Spain's conservative government and the central region of Castilla-La Mancha locked horns Thursday over plans to build the nation's first-ever temporary storage facility for highly radioactive waste.

Row threatens Spain's first nuclear graveyard
One of Spain's nuclear power stations Photo: Jesús Pérez Pacheco / Flickr

The country's nuclear security council on Monday approved a report that gives the green light for the facility to be built near the village of Villar de Cañas in Castilla-La Mancha.

Enresa, the state-owned company responsible for Spain's nuclear facilities, in 2011 chose the site from a list that included eight other communities which bid to house the nuclear dump.

But on Tuesday the new Socialist government of Castilla-La Mancha moved to block the construction of the facility by approving the expansion of a protected area for birds so it includes land earmarked for the radioactive waste site.

“This will protect an area where endangered species live,” regional government spokesman Nacho Hernando told a news conference.

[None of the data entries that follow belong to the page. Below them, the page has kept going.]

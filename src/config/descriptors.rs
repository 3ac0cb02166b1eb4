use crate::config::configurator::{Descriptor, Param, Setter, Validator};

pub const JIRA_RECORD_KEY: &str = "jiraIssueId";
pub const CUSTOM_API_RECORD_KEY: &str = "customApiId";

/// Jira issue expander, enabled by the presence of `EXPANDERS_JIRA`
pub fn jira_descriptor() -> Descriptor {
    Descriptor {
        section: "JIRA",
        params: vec![
            Param::new(&["EXPANDERS", "JIRA", "CREDENTIALS", "USERNAME"], "username"),
            Param::new(&["EXPANDERS", "JIRA", "CREDENTIALS", "PASSWORD"], "password"),
            Param::new(&["EXPANDERS", "JIRA", "CREDENTIALS", "URL"], "url"),
        ],
        features: vec![],
        validators: vec![Validator::AbsoluteUrl {
            path: vec!["EXPANDERS", "JIRA", "CREDENTIALS", "URL"],
        }],
        setters: vec![
            Setter::Default {
                path: vec!["EXPANDERS", "JIRA", "RECORDKEY"],
                slot: "record_key",
                value: JIRA_RECORD_KEY,
            },
            Setter::TrimTrailingSlash { slot: "url" },
        ],
        keys: Some(vec!["EXPANDERS", "JIRA", "KEYS"]),
    }
}

/// Custom API decorator, gated by the decorator feature flags
pub fn custom_api_descriptor() -> Descriptor {
    Descriptor {
        section: "CUSTOMAPI",
        params: vec![
            Param::new(&["CHYLE", "DECORATORS", "CUSTOMAPI", "ENDPOINT", "URL"], "url"),
            Param::new(&["CHYLE", "DECORATORS", "CUSTOMAPI", "CREDENTIALS", "TOKEN"], "token"),
        ],
        features: vec![
            vec!["CHYLE", "FEATURES", "DECORATORS", "ENABLED"],
            vec!["CHYLE", "FEATURES", "DECORATORS", "CUSTOMAPI"],
        ],
        validators: vec![
            Validator::Placeholder {
                path: vec!["CHYLE", "DECORATORS", "CUSTOMAPI", "ENDPOINT", "URL"],
                token: "ID",
            },
            Validator::AbsoluteUrl {
                path: vec!["CHYLE", "DECORATORS", "CUSTOMAPI", "ENDPOINT", "URL"],
            },
        ],
        setters: vec![Setter::Default {
            path: vec!["CHYLE", "DECORATORS", "CUSTOMAPI", "RECORDKEY"],
            slot: "record_key",
            value: CUSTOM_API_RECORD_KEY,
        }],
        keys: Some(vec!["CHYLE", "DECORATORS", "CUSTOMAPI", "KEYS"]),
    }
}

The Socialists took power in the region on July 4th following May local elections, ousting the conservative Popular Party which rules at the national level.

Energy Minister Jose Manuel Soria warned on Thursday that Spain would have to abandon nuclear power if the facility is not built.

“It does not seem right to me that a gimmick or political subterfuge is used to stop a facility which if it is not built, we will have to cease generating electricity with nuclear energy in 2018,” he told reporters when asked about the regional government's move.

“Given that nuclear energy accounts for about 20 percent of total electricity generation we are talking about a very significant increase in the cost of electricity which we could not allow,” he added.

The minister has estimated that if Spain abandoned nuclear power because the facility is not built the cost of electricity in the country would jump by 30 percent.

The site planned for Villar de Cañas would be able to keep nearly 13,000 cubic metres (459,000 cubic feet) of radioactive waste at a single location for up to 60 years, according to Enresa.

The government wants to store all the spent fuel produced at Spain's eight nuclear power stations at the site.

Each power station currently stores the spent fuel which they produce in on site storage pools that are starting to fill up.

Spain has since 2008 stored low to medium-grade nuclear waste at a facility at El Cabril in Cordoba province in the southwest.

Local officials in the village of Villar de Cañas, which has a population of around 500, have welcomed the jobs which the nuclear waste facility would create.

But environmental groups including Greenpeace accuse the dump's supporters of putting money before safety and have lobbied to have the project shelved.